On the other hand, together with their collaborators, the PI’s team has created two types of colloidal suspensions with tunable focusing type of optical nonlinearities - the dielectric and metallic colloidal suspensions. Successful experiments in the following aspects have been performed: 1) In both the dielectric and metallic colloidal systems, we can alter at will the nonlinear light-matter interactions in order to overcome the effects of diffraction and form spacial bright solitons. 2) We have realized stable dielectric suspensions with negative polarizabilities, and observed a four-fold enhancement of transmission of self-trapped light through such scattering media. We demonstrated saturatable and stable nonlinear responses in colloidal suspensions with negative polarizabilities and unstable and non-saturatable responses in colloidal suspensions with positive polarizabilities. 3) We also demonstrated phase-controlled attractive or repulsive actions between two non-diffracting beams in colloidal suspensions with negative polarizabilities. 4) We have synthesized colloidal suspensions of metallic nano-particles and demonstrated nonlinear self-trapping of light beams and their robust soliton-like propagation over distances up to 25 diffraction lengths, which in turn allows for deep penetration of long needles of light through dissipative colloidal media. Our findings may bring about solutions to overcome large scattering loss in various soft-matter systems and to pave the avenue for engineering them with tunable nonlinearities, promising for various applications including optical trapping and manipulation as well as initiation of chemical reactions.

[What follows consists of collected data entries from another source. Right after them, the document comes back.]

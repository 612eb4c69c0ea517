//! Horizontal gaze zones and the two selectable sides.
//!
//! A `Zone` is produced for every processed frame. Only `Left` and `Right`
//! can be held long enough to become a confirmed `Side`.

use schemars::JsonSchema;
use serde::{Deserialize, Serialize};
use std::fmt;

/// Discrete horizontal gaze classification for a single frame.
#[derive(
    Debug, Clone, Copy, PartialEq, Eq, Hash, Serialize, Deserialize, JsonSchema, Default,
)]
#[serde(rename_all = "snake_case")]
pub enum Zone {
    /// Head turned toward the left of the frame.
    Left,
    /// Head facing the camera.
    Center,
    /// Head turned toward the right of the frame.
    Right,
    /// No usable face in this frame.
    #[default]
    None,
}

impl Zone {
    /// Returns the zone name as a string.
    pub fn as_str(&self) -> &'static str {
        match self {
            Zone::Left => "left",
            Zone::Center => "center",
            Zone::Right => "right",
            Zone::None => "none",
        }
    }

    /// The side this zone selects, if any.
    pub fn side(&self) -> Option<Side> {
        match self {
            Zone::Left => Some(Side::Left),
            Zone::Right => Some(Side::Right),
            Zone::Center | Zone::None => None,
        }
    }

    /// Returns true if a face was found in the frame.
    pub fn has_face(&self) -> bool {
        !matches!(self, Zone::None)
    }
}

impl fmt::Display for Zone {
    fn fmt(&self, f: &mut fmt::Formatter<'_>) -> fmt::Result {
        write!(f, "{}", self.as_str())
    }
}

/// A confirmed selection: one half of the quadrant grid.
#[derive(Debug, Clone, Copy, PartialEq, Eq, Hash, Serialize, Deserialize, JsonSchema)]
#[serde(rename_all = "snake_case")]
pub enum Side {
    Left,
    Right,
}

impl Side {
    pub const BOTH: [Side; 2] = [Side::Left, Side::Right];

    pub fn as_str(&self) -> &'static str {
        match self {
            Side::Left => "left",
            Side::Right => "right",
        }
    }

    pub fn opposite(&self) -> Side {
        match self {
            Side::Left => Side::Right,
            Side::Right => Side::Left,
        }
    }
}

impl From<Side> for Zone {
    fn from(side: Side) -> Self {
        match side {
            Side::Left => Zone::Left,
            Side::Right => Zone::Right,
        }
    }
}

impl fmt::Display for Side {
    fn fmt(&self, f: &mut fmt::Formatter<'_>) -> fmt::Result {
        write!(f, "{}", self.as_str())
    }
}
//! Game error types.

use thiserror::Error;

pub type GameResult<T> = Result<T, GameError>;

#[derive(Debug, Error)]
pub enum GameError {
    #[error("Game already complete")]
    AlreadyComplete,

    #[error("Invariant violation: {0}")]
    InvariantViolation(String),

    #[error("Configuration error: {0}")]
    ConfigError(String),

    #[error("Candidate error: {0}")]
    Candidates(#[from] mindread_models::CandidateError),

    #[error("Vision error: {0}")]
    Vision(#[from] mindread_vision::VisionError),
}

impl GameError {
    pub fn invariant_violation(msg: impl Into<String>) -> Self {
        Self::InvariantViolation(msg.into())
    }

    pub fn config_error(msg: impl Into<String>) -> Self {
        Self::ConfigError(msg.into())
    }

    /// Whether the player can fix this by granting or attaching a camera
    /// and starting again.
    pub fn is_capability_error(&self) -> bool {
        matches!(self, GameError::Vision(e) if e.is_capability_error())
    }
}

#[cfg(test)]
mod tests {
    use super::*;
    use mindread_models::CandidateError;
    use mindread_vision::VisionError;

    #[test]
    fn test_from_conversions() {
        let err: GameError = CandidateError::Empty.into();
        assert!(matches!(err, GameError::Candidates(CandidateError::Empty)));

        let err: GameError = VisionError::permission_denied("no").into();
        assert!(err.is_capability_error());

        let err: GameError = VisionError::invalid_config("bad").into();
        assert!(!err.is_capability_error());
    }

    #[test]
    fn test_display() {
        assert_eq!(
            GameError::config_error("MINDREAD_MODE").to_string(),
            "Configuration error: MINDREAD_MODE"
        );
    }
}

Another objective is to promote education and research of students at San Francisco State University, one of the nationally recognized minority institutions, in the fields of physical sciences and engineering. These objectives have also been fulfilled very well. Many undergraduate and graduate students received training in this project and two students are finishing their master’s degree thesis on this proposed project in fall 2014.
We are happy to report that, during the second project year, we have made significant progress in this funded project. One paper has been published in Physical Review Letters, and another one is published in Optics Material Express. Some results have also been presented on leading peer-reviewed conference in the field, Conference on Lasers and Electro-Optics. Equally important is that several students supported by this grant have made remarkable contribution to the project. Overall, we have made significant progress in this project, with active participation of undergraduate and graduate students.
In the coming year, we will continue in these successful studies and focus on the following aspects:
1) Observing and understanding the behaviors of various non-conventional beams (i. e. Vortex beams, Airy beams) in these new nonlinear soft-matter systems in order to control their propagations and interactions.
2) Observing and explaining the phase transition between saturatable and non-saturatable nonlinearity in colloidal systems with mixed polarizabilities.